Pour l’avocat pénaliste, la possibilité d’interpellation, telle qu’elle est détaillée dans l’article 73 du code de procédure pénale, est réservée « au cas où un témoin assiste inopinément à un crime ou délit grave, ou à une victime, pas à un groupe agissant masqué et chassant des émeutiers ! ».

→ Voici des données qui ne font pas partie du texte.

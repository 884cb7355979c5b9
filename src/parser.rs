// Copyright 2024-2026 The dota-archive authors.
// This file is part of dota-archive.

// dota-archive is free software: you can redistribute it and/or modify
// it under the terms of the GNU General Public License as published by
// the Free Software Foundation, either version 3 of the License, or
// (at your option) any later version.

// dota-archive is distributed in the hope that it will be useful,
// but WITHOUT ANY WARRANTY; without even the implied warranty of
// MERCHANTABILITY or FITNESS FOR A PARTICULAR PURPOSE.  See the
// GNU General Public License for more details.
// You should have received a copy of the GNU General Public License
// along with dota-archive.  If not, see <http://www.gnu.org/licenses/>.

//! Normalization of full match payloads into canonical records.
//!
//! The parser is the strict boundary between the provider's loosely-typed
//! JSON and the store: a payload either becomes a fully validated
//! `MatchRecord` with its player rows, or is rejected with a reason code.
//! Raw payload maps never travel past this point.

use std::fmt;

use hashbrown::HashSet;

use crate::{
	config::Config,
	provider::{MatchDetail, PlayerDetail},
	types::{MatchPlayerRow, MatchRecord, RankBucket, TEAM_SIZE},
};

/// Consumable and utility item IDs that say nothing about a hero's build:
/// empty slot, clarity, healing salve, observer ward, sentry ward, tango,
/// town portal scroll, smoke of deceit, wind lace.
pub const JUNK_ITEM_IDS: [i64; 9] = [0, 38, 39, 42, 43, 44, 46, 188, 273];

/// A player slot below this value plays Radiant.
const RADIANT_SLOT_BOUND: i32 = 128;

/// Why a payload was refused. The code strings feed per-reason skip counters.
#[derive(Clone, Copy, Debug, PartialEq, Eq)]
pub enum ParseReject {
	PlayerCount(usize),
	MissingHero,
	MissingSlot,
	TeamSplit { radiant: usize, dire: usize },
	DuplicateHero(i32),
}

impl ParseReject {
	pub fn code(&self) -> &'static str {
		match self {
			ParseReject::PlayerCount(_) => "player_count",
			ParseReject::MissingHero => "missing_hero",
			ParseReject::MissingSlot => "missing_slot",
			ParseReject::TeamSplit { .. } => "team_split",
			ParseReject::DuplicateHero(_) => "duplicate_hero",
		}
	}
}

impl fmt::Display for ParseReject {
	fn fmt(&self, f: &mut fmt::Formatter) -> fmt::Result {
		match self {
			ParseReject::PlayerCount(n) => write!(f, "expected 10 players, payload has {}", n),
			ParseReject::MissingHero => write!(f, "a player has a missing or zero hero id"),
			ParseReject::MissingSlot => write!(f, "a player has no player_slot"),
			ParseReject::TeamSplit { radiant, dire } => {
				write!(f, "team split is {}v{}, expected 5v5", radiant, dire)
			}
			ParseReject::DuplicateHero(id) => write!(f, "hero {} appears twice", id),
		}
	}
}

/// A validated match plus its per-player rows.
#[derive(Clone, Debug, PartialEq)]
pub struct ParsedMatch {
	pub record: MatchRecord,
	pub players: Vec<MatchPlayerRow>,
}

impl ParsedMatch {
	/// Substitute the rank hint from a listing summary when the detail
	/// payload carried no `avg_rank_tier`, recomputing the bucket.
	pub fn apply_rank_hint(&mut self, hint: Option<i32>) {
		if self.record.avg_rank_tier.is_none() {
			if let Some(tier) = hint {
				self.record.avg_rank_tier = Some(tier);
				self.record.rank_bucket = RankBucket::from_tier(Some(tier));
			}
		}
	}
}

pub struct MatchParser {
	junk_items: HashSet<i64>,
}

impl MatchParser {
	pub fn new(extra_junk: &[i64]) -> Self {
		let mut junk_items: HashSet<i64> = JUNK_ITEM_IDS.iter().copied().collect();
		junk_items.extend(extra_junk.iter().copied());
		Self { junk_items }
	}

	pub fn from_config(config: &Config) -> Self {
		Self::new(&config.extra_junk_items)
	}

	pub fn parse(&self, detail: &MatchDetail) -> Result<ParsedMatch, ParseReject> {
		if detail.players.len() != 2 * TEAM_SIZE {
			return Err(ParseReject::PlayerCount(detail.players.len()));
		}

		let mut radiant_heroes = Vec::with_capacity(TEAM_SIZE);
		let mut dire_heroes = Vec::with_capacity(TEAM_SIZE);
		let mut players = Vec::with_capacity(2 * TEAM_SIZE);
		for player in &detail.players {
			let hero_id = match player.hero_id {
				Some(id) if id > 0 => id,
				_ => return Err(ParseReject::MissingHero),
			};
			let slot = player.player_slot.ok_or(ParseReject::MissingSlot)?;
			let is_radiant = slot < RADIANT_SLOT_BOUND;
			if is_radiant {
				radiant_heroes.push(hero_id);
			} else {
				dire_heroes.push(hero_id);
			}
			players.push(self.player_row(player, hero_id, slot, is_radiant));
		}

		if radiant_heroes.len() != TEAM_SIZE || dire_heroes.len() != TEAM_SIZE {
			return Err(ParseReject::TeamSplit { radiant: radiant_heroes.len(), dire: dire_heroes.len() });
		}

		// implied by the split for well-formed upstream data; still checked
		let mut seen = HashSet::with_capacity(2 * TEAM_SIZE);
		for &hero in radiant_heroes.iter().chain(dire_heroes.iter()) {
			if !seen.insert(hero) {
				return Err(ParseReject::DuplicateHero(hero));
			}
		}

		let avg_rank_tier = detail.avg_rank_tier.filter(|&t| t != 0);
		let record = MatchRecord {
			match_id: detail.match_id,
			start_time: detail.start_time.unwrap_or(0),
			duration: detail.duration,
			patch: detail.patch.map(|p| p.to_string()),
			avg_rank_tier,
			rank_bucket: RankBucket::from_tier(avg_rank_tier),
			game_mode: detail.game_mode,
			lobby_type: detail.lobby_type,
			radiant_win: detail.radiant_win.unwrap_or(false),
			radiant_heroes,
			dire_heroes,
		};
		Ok(ParsedMatch { record, players })
	}

	fn player_row(&self, player: &PlayerDetail, hero_id: i32, slot: i32, is_radiant: bool) -> MatchPlayerRow {
		MatchPlayerRow {
			hero_id,
			player_slot: slot,
			is_radiant,
			lane: player.lane,
			lane_role: player.lane_role,
			gold_per_min: player.gold_per_min,
			xp_per_min: player.xp_per_min,
			kills: player.kills,
			deaths: player.deaths,
			assists: player.assists,
			hero_damage: player.hero_damage,
			tower_damage: player.tower_damage,
			obs_placed: player.obs_placed,
			sen_placed: player.sen_placed,
			last_hits: player.last_hits,
			denies: player.denies,
			hero_healing: player.hero_healing,
			net_worth: player.net_worth,
			items: self.core_items(player),
		}
	}

	/// Keep the first six non-junk item IDs in slot order, padded with None.
	fn core_items(&self, player: &PlayerDetail) -> [Option<i64>; 6] {
		let slots =
			[player.item_0, player.item_1, player.item_2, player.item_3, player.item_4, player.item_5];
		let mut items = [None; 6];
		let mut next = 0;
		for id in slots.iter().filter_map(|slot| *slot) {
			if !self.junk_items.contains(&id) {
				items[next] = Some(id);
				next += 1;
			}
		}
		items
	}
}

#[cfg(test)]
mod tests {
	use super::*;
	use crate::provider::MatchDetail;

	fn player(hero_id: i32, slot: i32) -> PlayerDetail {
		PlayerDetail { hero_id: Some(hero_id), player_slot: Some(slot), ..Default::default() }
	}

	fn detail(radiant: [i32; 5], dire: [i32; 5]) -> MatchDetail {
		let mut players = Vec::new();
		for (i, hero) in radiant.iter().enumerate() {
			players.push(player(*hero, i as i32));
		}
		for (i, hero) in dire.iter().enumerate() {
			players.push(player(*hero, 128 + i as i32));
		}
		MatchDetail {
			match_id: 1,
			start_time: Some(1_700_000_000),
			duration: Some(1800),
			patch: Some(57),
			avg_rank_tier: Some(42),
			game_mode: Some(22),
			lobby_type: Some(7),
			radiant_win: Some(true),
			players,
		}
	}

	#[test]
	fn well_formed_payload_parses() {
		let parser = MatchParser::new(&[]);
		let parsed = parser.parse(&detail([1, 2, 3, 4, 5], [6, 7, 8, 9, 10])).unwrap();
		assert_eq!(parsed.record.radiant_heroes, vec![1, 2, 3, 4, 5]);
		assert_eq!(parsed.record.dire_heroes, vec![6, 7, 8, 9, 10]);
		assert_eq!(parsed.record.patch.as_deref(), Some("57"));
		assert_eq!(parsed.record.rank_bucket, RankBucket::High);
		assert!(parsed.record.radiant_win);
		assert_eq!(parsed.players.len(), 10);
		assert!(parsed.players[0].is_radiant);
		assert!(!parsed.players[5].is_radiant);
	}

	#[test]
	fn rejects_short_rosters() {
		let parser = MatchParser::new(&[]);
		let mut d = detail([1, 2, 3, 4, 5], [6, 7, 8, 9, 10]);
		d.players.pop();
		assert_eq!(parser.parse(&d), Err(ParseReject::PlayerCount(9)));
	}

	#[test]
	fn rejects_zero_hero() {
		let parser = MatchParser::new(&[]);
		let mut d = detail([1, 2, 3, 4, 5], [6, 7, 8, 9, 10]);
		d.players[3].hero_id = Some(0);
		assert_eq!(parser.parse(&d), Err(ParseReject::MissingHero));
		d.players[3].hero_id = None;
		assert_eq!(parser.parse(&d), Err(ParseReject::MissingHero));
	}

	#[test]
	fn rejects_lopsided_split() {
		let parser = MatchParser::new(&[]);
		let mut d = detail([1, 2, 3, 4, 5], [6, 7, 8, 9, 10]);
		// move one dire player to a radiant slot
		d.players[9].player_slot = Some(4);
		assert_eq!(parser.parse(&d), Err(ParseReject::TeamSplit { radiant: 6, dire: 4 }));
	}

	#[test]
	fn rejects_duplicate_hero_across_teams() {
		let parser = MatchParser::new(&[]);
		let d = detail([1, 2, 3, 4, 5], [5, 7, 8, 9, 10]);
		assert_eq!(parser.parse(&d), Err(ParseReject::DuplicateHero(5)));
	}

	#[test]
	fn junk_items_are_dropped_in_slot_order() {
		let parser = MatchParser::new(&[]);
		let mut d = detail([1, 2, 3, 4, 5], [6, 7, 8, 9, 10]);
		d.players[0].item_0 = Some(44); // tango
		d.players[0].item_1 = Some(1); // blink
		d.players[0].item_2 = Some(0); // empty
		d.players[0].item_3 = Some(116); // bkb
		d.players[0].item_4 = Some(46); // tp scroll
		d.players[0].item_5 = Some(108);
		let parsed = parser.parse(&d).unwrap();
		assert_eq!(parsed.players[0].items, [Some(1), Some(116), Some(108), None, None, None]);
	}

	#[test]
	fn configured_junk_extends_the_builtin_set() {
		let parser = MatchParser::new(&[216]);
		let mut d = detail([1, 2, 3, 4, 5], [6, 7, 8, 9, 10]);
		d.players[1].item_0 = Some(216);
		d.players[1].item_1 = Some(50);
		let parsed = parser.parse(&d).unwrap();
		assert_eq!(parsed.players[1].items, [Some(50), None, None, None, None, None]);
	}

	#[test]
	fn missing_tier_defers_to_hint() {
		let parser = MatchParser::new(&[]);
		let mut d = detail([1, 2, 3, 4, 5], [6, 7, 8, 9, 10]);
		d.avg_rank_tier = None;
		let mut parsed = parser.parse(&d).unwrap();
		assert_eq!(parsed.record.rank_bucket, RankBucket::Unknown);

		parsed.apply_rank_hint(Some(55));
		assert_eq!(parsed.record.avg_rank_tier, Some(55));
		assert_eq!(parsed.record.rank_bucket, RankBucket::VeryHigh);

		// a present tier is never overwritten
		parsed.apply_rank_hint(Some(10));
		assert_eq!(parsed.record.avg_rank_tier, Some(55));
	}

	#[test]
	fn zero_tier_counts_as_unknown() {
		let parser = MatchParser::new(&[]);
		let mut d = detail([1, 2, 3, 4, 5], [6, 7, 8, 9, 10]);
		d.avg_rank_tier = Some(0);
		let parsed = parser.parse(&d).unwrap();
		assert_eq!(parsed.record.avg_rank_tier, None);
		assert_eq!(parsed.record.rank_bucket, RankBucket::Unknown);
	}
}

Aucune enquête judiciaire « en l’état »

Troisième scénario possible : les interpellés ont bien été poursuivis mais pour un motif juridique différent de celui qui a conduit à leur interpellation initiale, posant peu ou prou les mêmes interrogations que pour le deuxième scénario. Samedi, le parquet de Lorient indiquait que quatre interpellations avaient été réalisées dans la nuit : un majeur « sans antécédent », convoqué en janvier 2024 devant le tribunal correctionnel pour « rébellion » et « outrage », deux mineurs âgés de 17 ans sans antécédents déférés devant le juge des enfants et placés sous contrôle judiciaire, dans l’attente d’une audience de jugement en septembre 2023, et un jeune majeur, déjà condamné et en récidive légale, renvoyé en comparution immédiate pour violences sur personnes dépositaires de l’ordre public (renvoi au 20 juillet). Les trois interpellés de la « brigade anti-casseurs » figurent-ils parmi ces personnes poursuivies ? Le parquet de Lorient n’a pas donné suite à nos questions relatives aux motifs de poursuite des trois autres interpellés.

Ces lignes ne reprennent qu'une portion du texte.